Minnie had so many needs and wishes that no one asked about. She wanted to visit her family this Christmas, go to the beach over the summer, cut back on hosting functions at their apartment and spend more time doing self-care. It felt like Alicia was running her whole life. When she thought of the alternative, being alone, she shook off her resentment (Huge Red Flag) and tucked her feelings deeper into her soul.
Alicia commented one time that Minnie didn’t seem her old “happy” self and the only time she communicated with her was through anger. Minnie admitted that the only way she could be heard was if she yelled. She didn’t have anyone to talk to because most of Minnie’s friends were dealing with their own drama and wouldn’t bother to listen.
As a matter of fact, Minnie realized she couldn’t really lean on anyone because she was considered the “rock.” (Red Flag). Heaven forbid if Minnie had a problem! She was the one who saved everyone else! (That’s a red flag too but I lost count).
So why is this considered “dangerous?”
Anytime someone loses a sense of self or loses their voice, it can easily spiral to a mental health crisis or crappy coping skills (Drinking, drugs, excessive spending, unhealthy eating behaviors, risky sexual patterns, etc). Supporting someone means that you shouldn’t suffer financially, emotionally, spiritually, legally or physically. Minnie appeared to be dragged down and wasn’t speaking up to set limits with her partner.
Open communication and respect are essential in any relationship – intimate partners, parents and children, siblings, work relationships. Taking advantage of someone isn’t a sign of respect.
Personally, in my work with addicts I have had clients like Alicia who were shocked to realize how they manipulated their partners. When they learned about codependent traits they wondered if their partner was with them for love or for “necessity.” Codependent people tend to be addicted to others.

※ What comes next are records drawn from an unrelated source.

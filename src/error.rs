//! Error types for the doc2text library.
//!
//! Two tiers of error mirror two failure scopes:
//!
//! * [`Doc2TextError`] is **fatal**: the batch cannot start or its results
//!   cannot be delivered (unreadable input, missing converter, unwritable
//!   output directory). Returned as `Err(Doc2TextError)`.
//!
//! * [`ItemError`] is **per item**: one upload failed to stage or convert,
//!   every other upload in the batch is unaffected. Stored inside
//!   [`crate::output::ConversionResult::Failure`] and rendered to the operator
//!   verbatim through its `Display` impl.
//!
//! [`StagingError`] and [`EngineError`] sit at the component seams and are
//! folded into [`ItemError`] by the orchestrator and the adapter.

use serde::ser::{Serialize, SerializeStruct, Serializer};
use std::path::PathBuf;
use thiserror::Error;

/// Message shown when an upload could not be written to a temporary file.
pub const STAGING_FAILED_MESSAGE: &str = "System error: could not save temporary file.";

/// Message shown when the converter finished but produced no text.
pub const EMPTY_RESULT_MESSAGE: &str =
    "The converter returned no text. The file might be empty or image-only.";

/// All fatal errors returned by the doc2text library.
#[derive(Debug, Error)]
pub enum Doc2TextError {
    // ── Input errors ──────────────────────────────────────────────────────
    /// Input file was not found at the given path.
    #[error("Input file not found: '{path}'\nCheck the path exists and is readable.")]
    FileNotFound { path: PathBuf },

    /// Process does not have read permission on the file.
    #[error("Permission denied reading '{path}'\nTry: chmod +r {path:?}")]
    PermissionDenied { path: PathBuf },

    /// The input exists but could not be read.
    #[error("Failed to read '{path}': {source}")]
    ReadFailed {
        path: PathBuf,
        #[source]
        source: std::io::Error,
    },

    // ── Engine errors ─────────────────────────────────────────────────────
    /// The requested conversion engine could not be located.
    #[error("Conversion engine '{program}' was not found.\n{hint}")]
    EngineNotFound { program: String, hint: String },

    // ── I/O errors ────────────────────────────────────────────────────────
    /// Could not create or write an output artifact.
    #[error("Failed to write output file '{path}': {source}")]
    OutputWriteFailed {
        path: PathBuf,
        #[source]
        source: std::io::Error,
    },

    // ── Config errors ─────────────────────────────────────────────────────
    /// Builder validation failed.
    #[error("Invalid configuration: {0}")]
    InvalidConfig(String),

    // ── Catch-all ─────────────────────────────────────────────────────────
    /// Unexpected internal error.
    #[error("Internal error: {0}")]
    Internal(String),
}

impl Doc2TextError {
    /// Map an I/O error raised while reading `path` to the closest variant.
    pub fn from_read(path: impl Into<PathBuf>, source: std::io::Error) -> Self {
        let path = path.into();
        match source.kind() {
            std::io::ErrorKind::NotFound => Doc2TextError::FileNotFound { path },
            std::io::ErrorKind::PermissionDenied => Doc2TextError::PermissionDenied { path },
            _ => Doc2TextError::ReadFailed { path, source },
        }
    }
}

/// Persisting an upload to the staging area failed.
///
/// No file is left behind when this is returned.
#[derive(Debug, Error)]
#[error("could not stage '{name}': {source}")]
pub struct StagingError {
    pub name: String,
    #[source]
    pub source: std::io::Error,
}

/// The conversion engine reported a failure.
///
/// `message` is the engine's own wording and reaches the operator unchanged.
#[derive(Debug, Clone, PartialEq, Eq, Error)]
#[error("{message}")]
pub struct EngineError {
    pub message: String,
}

impl EngineError {
    pub fn new(message: impl Into<String>) -> Self {
        Self {
            message: message.into(),
        }
    }
}

/// A non-fatal failure for a single upload.
///
/// The `Display` output is exactly what the operator sees for the item.
/// Serialises as `{"kind": .., "message": ..}` plus any variant fields, so
/// JSON consumers get the same message as the terminal.
#[derive(Debug, Clone, PartialEq, Eq, Error)]
pub enum ItemError {
    /// The upload could not be written to a temporary file.
    ///
    /// `detail` keeps the underlying I/O message for logs; the operator sees
    /// the fixed [`STAGING_FAILED_MESSAGE`].
    #[error("{}", STAGING_FAILED_MESSAGE)]
    Staging { detail: String },

    /// The engine failed; its message is passed through verbatim.
    #[error("{message}")]
    Engine { message: String },

    /// The engine completed but produced no usable text.
    #[error("{}", EMPTY_RESULT_MESSAGE)]
    EmptyResult,
}

impl ItemError {
    /// Stable snake_case name of the variant.
    pub fn kind(&self) -> &'static str {
        match self {
            ItemError::Staging { .. } => "staging",
            ItemError::Engine { .. } => "engine",
            ItemError::EmptyResult => "empty_result",
        }
    }
}

impl Serialize for ItemError {
    fn serialize<S: Serializer>(&self, serializer: S) -> Result<S::Ok, S::Error> {
        let fields = if matches!(self, ItemError::Staging { .. }) { 3 } else { 2 };
        let mut state = serializer.serialize_struct("ItemError", fields)?;
        state.serialize_field("kind", self.kind())?;
        state.serialize_field("message", &self.to_string())?;
        if let ItemError::Staging { detail } = self {
            state.serialize_field("detail", detail)?;
        }
        state.end()
    }
}

impl From<StagingError> for ItemError {
    fn from(e: StagingError) -> Self {
        ItemError::Staging {
            detail: e.source.to_string(),
        }
    }
}

impl From<EngineError> for ItemError {
    fn from(e: EngineError) -> Self {
        ItemError::Engine { message: e.message }
    }
}

#[cfg(test)]
mod tests {
    use super::*;

    #[test]
    fn engine_message_is_not_wrapped() {
        let e = ItemError::from(EngineError::new("corrupt archive"));
        assert_eq!(e.to_string(), "corrupt archive");
    }

    #[test]
    fn staging_display_hides_io_detail() {
        let e = ItemError::from(StagingError {
            name: "a.docx".into(),
            source: std::io::Error::new(std::io::ErrorKind::Other, "disk full"),
        });
        assert_eq!(e.to_string(), STAGING_FAILED_MESSAGE);
        match e {
            ItemError::Staging { detail } => assert!(detail.contains("disk full")),
            other => panic!("unexpected variant: {other:?}"),
        }
    }

    #[test]
    fn empty_result_differs_from_engine_failure() {
        let empty = ItemError::EmptyResult.to_string();
        let engine = ItemError::Engine {
            message: String::new(),
        }
        .to_string();
        assert_eq!(empty, EMPTY_RESULT_MESSAGE);
        assert_ne!(empty, engine);
    }

    #[test]
    fn read_error_maps_not_found() {
        let e = Doc2TextError::from_read(
            "missing.docx",
            std::io::Error::new(std::io::ErrorKind::NotFound, "nope"),
        );
        assert!(matches!(e, Doc2TextError::FileNotFound { .. }));
        assert!(e.to_string().contains("missing.docx"));
    }

    #[test]
    fn engine_not_found_display() {
        let e = Doc2TextError::EngineNotFound {
            program: "markitdown".into(),
            hint: "pip install markitdown".into(),
        };
        assert!(e.to_string().contains("markitdown"));
        assert!(e.to_string().contains("pip install"));
    }
}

They have trouble living alone, staying single and tend to attract needy people. Codependency is a desire to be accepted, at the cost of burying your own voice or needs. Click To Tweet
I don’t want you leaving this post thinking that this hypothetical relationship is doomed. In fact, if Minnie was open to detaching from “rescuing” people, could stick to her boundaries and honor her needs, she could have a healthier relationship. Alicia would have to learn to save herself and be willing to compromise with Minnie’s needs.
Minnie’s codependence doesn’t end by leaving a relationship. She will carry those traits and patterns into all of her relationships if she doesn’t realize how to detach, learn self-acceptance and be consistent with her boundaries.
What other help is there for people who have codependent traits?
Professional therapy, Codependent Anonymous (CoDa) groups, Al-Anon (if your partner or family member has substance dependence), Boundary training and books.
One of the best authors and best books on this subject is Melody Beattie’s Codependency No More. I swear by it, recommend it to almost all of my clients and have only heard praise for her teachings.
Codependency may seem like a harmless addiction because most codependent people can’t imagine saying NO to others. The argument I hear is, “What’s wrong with helping people?”
My answer to them is always met with silence.
“So who’s helping you?”
Focus on you, learn to say no and save yourself for once.